Activity –
Reproduce only the lines of the material below that start at the line containing "current) scan delivers" and stop at the line containing "the given geometry". Keep both end lines.

Records for processing –
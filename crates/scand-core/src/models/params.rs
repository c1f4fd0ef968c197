//! Scan parameters derived from the current option values

use serde::{Deserialize, Serialize};

/// Pixel layout of a frame
#[derive(Debug, Clone, Copy, PartialEq, Eq, Serialize, Deserialize)]
#[serde(rename_all = "lowercase")]
pub enum FrameFormat {
    Gray,
    /// Single-pass, pixel-interleaved R,G,B
    Rgb,
}

impl FrameFormat {
    pub fn channels(&self) -> usize {
        match self {
            FrameFormat::Gray => 1,
            FrameFormat::Rgb => 3,
        }
    }
}

/// Parameters of the frame the next (or current) scan delivers
///
/// Before `start` these are a best-effort estimate; between `start` and the
/// end of the frame they describe the data actually delivered.
#[derive(Debug, Clone, Copy, PartialEq, Eq, Serialize, Deserialize)]
pub struct ScanParameters {
    pub format: FrameFormat,
    pub last_frame: bool,
    pub bytes_per_line: usize,
    pub pixels_per_line: usize,
    /// Number of lines, `None` when the device decides at end of page
    pub lines: Option<usize>,
    /// Bits per sample
    pub depth: u8,
}

impl ScanParameters {
    /// Bytes needed for one line at the given geometry
    pub fn line_bytes(format: FrameFormat, depth: u8, pixels_per_line: usize) -> usize {
        let bits = pixels_per_line * format.channels() * depth as usize;
        bits.div_ceil(8)
    }

    /// Total frame size in bytes when the line count is known
    pub fn frame_bytes(&self) -> Option<usize> {
        self.lines.map(|lines| lines * self.bytes_per_line)
    }
}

Output –
/// Parameters of the frame the next (or current) scan delivers
///
/// Before `start` these are a best-effort estimate; between `start` and the
/// end of the frame they describe the data actually delivered.
#[derive(Debug, Clone, Copy, PartialEq, Eq, Serialize, Deserialize)]
pub struct ScanParameters {
    pub format: FrameFormat,
    pub last_frame: bool,
    pub bytes_per_line: usize,
    pub pixels_per_line: usize,
    /// Number of lines, `None` when the device decides at end of page
    pub lines: Option<usize>,
    /// Bits per sample
    pub depth: u8,
}

impl ScanParameters {
    /// Bytes needed for one line at the given geometry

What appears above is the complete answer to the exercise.